# Exercise aim
Which lines below contain "parameters"? Pull them out.

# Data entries
----

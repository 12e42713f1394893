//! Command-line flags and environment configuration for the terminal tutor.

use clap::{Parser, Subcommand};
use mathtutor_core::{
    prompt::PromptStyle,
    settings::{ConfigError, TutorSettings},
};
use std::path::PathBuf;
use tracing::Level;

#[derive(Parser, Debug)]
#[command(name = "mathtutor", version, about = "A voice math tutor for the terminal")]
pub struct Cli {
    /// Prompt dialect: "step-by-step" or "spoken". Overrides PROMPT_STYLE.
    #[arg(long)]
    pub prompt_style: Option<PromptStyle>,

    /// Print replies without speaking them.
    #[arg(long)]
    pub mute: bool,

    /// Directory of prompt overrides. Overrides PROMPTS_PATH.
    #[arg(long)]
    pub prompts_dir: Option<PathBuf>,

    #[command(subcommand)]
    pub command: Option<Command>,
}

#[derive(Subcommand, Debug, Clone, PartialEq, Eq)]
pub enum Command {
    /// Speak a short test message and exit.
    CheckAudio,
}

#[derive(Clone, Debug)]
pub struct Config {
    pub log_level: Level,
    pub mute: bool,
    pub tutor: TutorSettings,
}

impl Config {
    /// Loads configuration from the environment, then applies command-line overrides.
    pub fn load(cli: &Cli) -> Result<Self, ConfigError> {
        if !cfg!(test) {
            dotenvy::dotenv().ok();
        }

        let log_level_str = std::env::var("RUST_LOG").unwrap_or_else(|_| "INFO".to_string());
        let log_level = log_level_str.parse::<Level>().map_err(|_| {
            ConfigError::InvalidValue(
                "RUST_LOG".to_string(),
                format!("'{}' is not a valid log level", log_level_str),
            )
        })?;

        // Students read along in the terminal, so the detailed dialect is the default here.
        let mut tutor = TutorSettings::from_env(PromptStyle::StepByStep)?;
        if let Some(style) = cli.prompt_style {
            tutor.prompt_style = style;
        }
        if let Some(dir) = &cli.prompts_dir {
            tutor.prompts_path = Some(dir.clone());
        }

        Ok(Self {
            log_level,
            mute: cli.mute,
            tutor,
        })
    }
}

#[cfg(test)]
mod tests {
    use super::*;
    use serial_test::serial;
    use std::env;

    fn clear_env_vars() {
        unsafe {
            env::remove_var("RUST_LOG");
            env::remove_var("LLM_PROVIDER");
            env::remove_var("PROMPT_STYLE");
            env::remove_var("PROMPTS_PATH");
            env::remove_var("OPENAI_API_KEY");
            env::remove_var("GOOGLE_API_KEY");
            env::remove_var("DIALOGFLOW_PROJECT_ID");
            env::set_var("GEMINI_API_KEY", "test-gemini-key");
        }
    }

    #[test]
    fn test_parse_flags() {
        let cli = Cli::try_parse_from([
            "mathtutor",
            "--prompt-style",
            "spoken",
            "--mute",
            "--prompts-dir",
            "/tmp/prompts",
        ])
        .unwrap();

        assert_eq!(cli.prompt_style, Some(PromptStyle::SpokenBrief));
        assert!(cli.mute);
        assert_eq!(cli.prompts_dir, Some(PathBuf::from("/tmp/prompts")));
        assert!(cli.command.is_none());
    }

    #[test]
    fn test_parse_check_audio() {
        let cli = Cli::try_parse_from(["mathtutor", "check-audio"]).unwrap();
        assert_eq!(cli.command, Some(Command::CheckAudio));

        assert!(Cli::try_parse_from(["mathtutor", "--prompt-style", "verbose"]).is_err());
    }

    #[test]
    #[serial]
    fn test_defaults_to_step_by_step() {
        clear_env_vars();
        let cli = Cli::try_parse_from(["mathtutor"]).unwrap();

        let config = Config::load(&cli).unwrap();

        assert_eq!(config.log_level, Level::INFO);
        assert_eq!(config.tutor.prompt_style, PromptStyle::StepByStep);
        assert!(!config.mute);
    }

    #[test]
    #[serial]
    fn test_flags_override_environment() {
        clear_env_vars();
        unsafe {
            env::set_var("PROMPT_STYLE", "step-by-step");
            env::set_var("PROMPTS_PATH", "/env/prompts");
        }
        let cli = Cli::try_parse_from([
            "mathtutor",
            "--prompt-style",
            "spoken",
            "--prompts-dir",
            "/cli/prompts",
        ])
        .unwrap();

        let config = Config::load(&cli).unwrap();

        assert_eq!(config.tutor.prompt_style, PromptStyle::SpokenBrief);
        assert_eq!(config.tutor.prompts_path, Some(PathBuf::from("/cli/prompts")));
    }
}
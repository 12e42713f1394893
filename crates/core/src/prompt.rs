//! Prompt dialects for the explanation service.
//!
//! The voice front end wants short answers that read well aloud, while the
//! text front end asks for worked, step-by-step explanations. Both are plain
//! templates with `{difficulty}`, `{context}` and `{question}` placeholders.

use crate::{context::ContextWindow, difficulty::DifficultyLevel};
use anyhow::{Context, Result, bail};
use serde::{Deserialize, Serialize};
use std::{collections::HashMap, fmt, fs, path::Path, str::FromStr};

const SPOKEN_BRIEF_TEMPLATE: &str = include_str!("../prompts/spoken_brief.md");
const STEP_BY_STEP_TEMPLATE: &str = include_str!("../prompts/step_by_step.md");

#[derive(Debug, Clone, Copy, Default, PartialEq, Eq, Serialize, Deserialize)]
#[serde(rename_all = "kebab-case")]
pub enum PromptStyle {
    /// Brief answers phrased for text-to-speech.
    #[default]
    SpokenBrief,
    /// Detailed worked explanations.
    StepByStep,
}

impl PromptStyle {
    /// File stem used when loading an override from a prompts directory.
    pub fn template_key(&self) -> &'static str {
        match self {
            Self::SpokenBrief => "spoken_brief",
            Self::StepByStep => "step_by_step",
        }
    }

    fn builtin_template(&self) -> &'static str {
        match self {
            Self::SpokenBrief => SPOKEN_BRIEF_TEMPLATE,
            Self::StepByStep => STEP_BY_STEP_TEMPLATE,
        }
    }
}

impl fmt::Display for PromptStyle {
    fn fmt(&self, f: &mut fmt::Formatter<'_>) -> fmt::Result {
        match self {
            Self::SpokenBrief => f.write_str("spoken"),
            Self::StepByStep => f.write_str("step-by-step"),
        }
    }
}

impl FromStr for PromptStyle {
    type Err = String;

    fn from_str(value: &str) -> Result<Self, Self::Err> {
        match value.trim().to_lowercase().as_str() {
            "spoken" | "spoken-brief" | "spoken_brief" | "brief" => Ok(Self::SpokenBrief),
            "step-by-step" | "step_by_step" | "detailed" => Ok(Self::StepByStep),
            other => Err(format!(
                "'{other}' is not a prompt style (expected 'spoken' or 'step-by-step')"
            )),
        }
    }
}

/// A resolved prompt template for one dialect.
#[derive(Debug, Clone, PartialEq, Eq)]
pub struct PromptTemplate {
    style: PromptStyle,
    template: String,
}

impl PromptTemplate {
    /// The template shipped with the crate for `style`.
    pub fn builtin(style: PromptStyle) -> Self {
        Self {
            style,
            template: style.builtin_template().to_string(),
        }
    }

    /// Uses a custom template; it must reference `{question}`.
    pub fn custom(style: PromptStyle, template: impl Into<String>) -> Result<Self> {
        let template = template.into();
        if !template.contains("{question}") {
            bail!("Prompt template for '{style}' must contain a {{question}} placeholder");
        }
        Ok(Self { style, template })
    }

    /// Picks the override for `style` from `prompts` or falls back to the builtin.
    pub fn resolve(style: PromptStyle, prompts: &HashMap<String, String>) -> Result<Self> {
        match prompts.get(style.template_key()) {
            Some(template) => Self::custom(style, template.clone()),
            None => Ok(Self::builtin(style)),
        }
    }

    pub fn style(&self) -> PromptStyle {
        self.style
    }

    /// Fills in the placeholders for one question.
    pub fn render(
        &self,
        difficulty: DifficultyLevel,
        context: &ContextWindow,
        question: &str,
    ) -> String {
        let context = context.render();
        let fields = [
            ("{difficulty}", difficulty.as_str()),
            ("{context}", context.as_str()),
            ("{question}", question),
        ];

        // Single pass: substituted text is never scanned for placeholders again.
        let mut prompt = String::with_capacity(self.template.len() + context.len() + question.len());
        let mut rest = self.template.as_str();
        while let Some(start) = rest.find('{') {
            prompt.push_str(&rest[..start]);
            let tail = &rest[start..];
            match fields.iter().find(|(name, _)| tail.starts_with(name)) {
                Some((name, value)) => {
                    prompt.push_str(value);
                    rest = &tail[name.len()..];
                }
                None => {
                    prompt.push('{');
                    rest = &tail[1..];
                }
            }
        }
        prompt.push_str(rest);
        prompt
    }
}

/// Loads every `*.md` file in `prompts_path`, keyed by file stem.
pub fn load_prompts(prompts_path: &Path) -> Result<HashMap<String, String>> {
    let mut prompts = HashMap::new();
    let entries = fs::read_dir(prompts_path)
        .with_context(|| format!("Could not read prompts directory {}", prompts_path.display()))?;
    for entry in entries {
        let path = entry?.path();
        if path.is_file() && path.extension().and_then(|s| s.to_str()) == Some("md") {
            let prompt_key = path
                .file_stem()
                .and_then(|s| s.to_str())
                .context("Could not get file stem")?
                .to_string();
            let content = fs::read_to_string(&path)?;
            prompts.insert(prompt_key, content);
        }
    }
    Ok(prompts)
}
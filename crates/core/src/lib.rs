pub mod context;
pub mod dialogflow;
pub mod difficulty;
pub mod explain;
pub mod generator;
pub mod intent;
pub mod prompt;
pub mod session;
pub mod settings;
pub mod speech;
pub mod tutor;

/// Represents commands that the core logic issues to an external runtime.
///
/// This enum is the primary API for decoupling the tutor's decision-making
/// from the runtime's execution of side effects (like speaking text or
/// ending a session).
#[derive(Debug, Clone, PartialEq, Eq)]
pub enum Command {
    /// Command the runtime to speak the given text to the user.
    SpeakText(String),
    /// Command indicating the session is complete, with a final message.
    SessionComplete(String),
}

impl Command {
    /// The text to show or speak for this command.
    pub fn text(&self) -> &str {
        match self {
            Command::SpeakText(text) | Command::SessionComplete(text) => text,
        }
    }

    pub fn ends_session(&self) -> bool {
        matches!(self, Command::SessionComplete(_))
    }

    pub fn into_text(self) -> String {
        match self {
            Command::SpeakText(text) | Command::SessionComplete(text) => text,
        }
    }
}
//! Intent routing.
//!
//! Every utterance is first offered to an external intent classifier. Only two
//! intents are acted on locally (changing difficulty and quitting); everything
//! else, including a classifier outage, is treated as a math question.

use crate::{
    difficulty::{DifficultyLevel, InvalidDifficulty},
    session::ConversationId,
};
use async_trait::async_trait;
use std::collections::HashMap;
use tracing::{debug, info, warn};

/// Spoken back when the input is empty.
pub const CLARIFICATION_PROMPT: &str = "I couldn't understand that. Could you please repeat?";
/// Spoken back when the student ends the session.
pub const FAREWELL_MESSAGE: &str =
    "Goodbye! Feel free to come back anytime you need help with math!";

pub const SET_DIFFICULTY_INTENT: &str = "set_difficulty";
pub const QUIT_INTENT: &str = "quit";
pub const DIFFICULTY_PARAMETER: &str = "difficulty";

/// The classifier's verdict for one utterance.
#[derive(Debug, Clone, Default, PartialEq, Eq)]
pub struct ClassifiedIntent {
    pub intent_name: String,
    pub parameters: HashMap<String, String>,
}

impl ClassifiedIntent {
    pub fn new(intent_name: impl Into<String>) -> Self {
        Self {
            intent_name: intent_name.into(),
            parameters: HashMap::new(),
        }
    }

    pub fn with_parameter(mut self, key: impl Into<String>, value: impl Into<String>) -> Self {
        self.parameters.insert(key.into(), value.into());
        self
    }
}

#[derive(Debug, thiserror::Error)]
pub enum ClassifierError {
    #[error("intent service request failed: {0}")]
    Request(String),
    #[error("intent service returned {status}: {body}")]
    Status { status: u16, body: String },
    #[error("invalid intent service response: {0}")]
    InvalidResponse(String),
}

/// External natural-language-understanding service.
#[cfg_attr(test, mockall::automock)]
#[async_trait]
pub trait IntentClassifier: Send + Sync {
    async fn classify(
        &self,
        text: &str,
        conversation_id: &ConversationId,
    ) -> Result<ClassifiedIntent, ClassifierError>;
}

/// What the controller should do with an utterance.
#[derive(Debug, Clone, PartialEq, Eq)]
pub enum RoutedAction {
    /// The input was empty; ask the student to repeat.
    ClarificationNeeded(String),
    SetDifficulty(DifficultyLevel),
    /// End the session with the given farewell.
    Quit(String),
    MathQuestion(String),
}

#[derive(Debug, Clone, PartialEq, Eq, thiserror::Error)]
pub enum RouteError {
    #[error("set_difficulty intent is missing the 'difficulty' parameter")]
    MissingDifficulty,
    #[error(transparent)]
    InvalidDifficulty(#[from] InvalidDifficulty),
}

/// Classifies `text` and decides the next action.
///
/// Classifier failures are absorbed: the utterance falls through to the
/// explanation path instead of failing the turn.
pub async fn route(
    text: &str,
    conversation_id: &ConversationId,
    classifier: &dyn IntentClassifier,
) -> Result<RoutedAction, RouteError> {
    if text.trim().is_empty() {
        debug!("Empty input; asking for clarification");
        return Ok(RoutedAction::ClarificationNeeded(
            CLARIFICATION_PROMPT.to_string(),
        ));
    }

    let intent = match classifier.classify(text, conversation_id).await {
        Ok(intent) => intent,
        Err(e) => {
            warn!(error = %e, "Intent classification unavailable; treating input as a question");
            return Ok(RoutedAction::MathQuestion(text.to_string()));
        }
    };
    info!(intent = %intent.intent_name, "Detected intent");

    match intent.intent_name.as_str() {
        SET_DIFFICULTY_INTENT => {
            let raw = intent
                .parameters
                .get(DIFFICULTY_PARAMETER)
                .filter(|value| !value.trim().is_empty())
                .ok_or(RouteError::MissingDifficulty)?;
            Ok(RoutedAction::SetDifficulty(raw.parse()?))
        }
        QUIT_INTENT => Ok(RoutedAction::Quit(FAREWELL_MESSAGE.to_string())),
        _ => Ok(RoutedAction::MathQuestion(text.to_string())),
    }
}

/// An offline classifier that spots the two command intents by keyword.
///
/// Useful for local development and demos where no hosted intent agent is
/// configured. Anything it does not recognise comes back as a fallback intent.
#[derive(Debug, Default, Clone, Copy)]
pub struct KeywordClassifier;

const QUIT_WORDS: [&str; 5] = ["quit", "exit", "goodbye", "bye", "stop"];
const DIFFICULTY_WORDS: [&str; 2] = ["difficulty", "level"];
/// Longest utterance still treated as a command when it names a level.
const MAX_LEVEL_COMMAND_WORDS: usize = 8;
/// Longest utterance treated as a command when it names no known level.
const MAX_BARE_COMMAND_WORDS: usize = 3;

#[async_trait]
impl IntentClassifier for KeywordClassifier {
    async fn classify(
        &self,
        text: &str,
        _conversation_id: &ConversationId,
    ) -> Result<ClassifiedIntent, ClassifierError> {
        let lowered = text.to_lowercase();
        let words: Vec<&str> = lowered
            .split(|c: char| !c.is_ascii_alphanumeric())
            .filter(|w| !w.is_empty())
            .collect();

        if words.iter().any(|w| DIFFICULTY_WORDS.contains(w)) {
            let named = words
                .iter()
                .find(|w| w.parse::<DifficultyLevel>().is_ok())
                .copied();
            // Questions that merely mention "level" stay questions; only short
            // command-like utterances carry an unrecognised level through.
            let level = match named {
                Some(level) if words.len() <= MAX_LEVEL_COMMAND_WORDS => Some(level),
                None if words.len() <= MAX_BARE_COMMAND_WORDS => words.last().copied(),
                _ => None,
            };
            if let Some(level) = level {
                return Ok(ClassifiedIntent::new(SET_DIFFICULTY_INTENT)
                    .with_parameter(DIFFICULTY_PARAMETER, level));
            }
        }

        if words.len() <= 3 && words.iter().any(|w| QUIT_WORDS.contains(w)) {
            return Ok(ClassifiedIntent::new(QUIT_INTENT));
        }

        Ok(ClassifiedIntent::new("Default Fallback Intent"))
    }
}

----

# Result for this exercise
    pub parameters: HashMap<String, String>,
            parameters: HashMap::new(),
        self.parameters.insert(key.into(), value.into());
                .parameters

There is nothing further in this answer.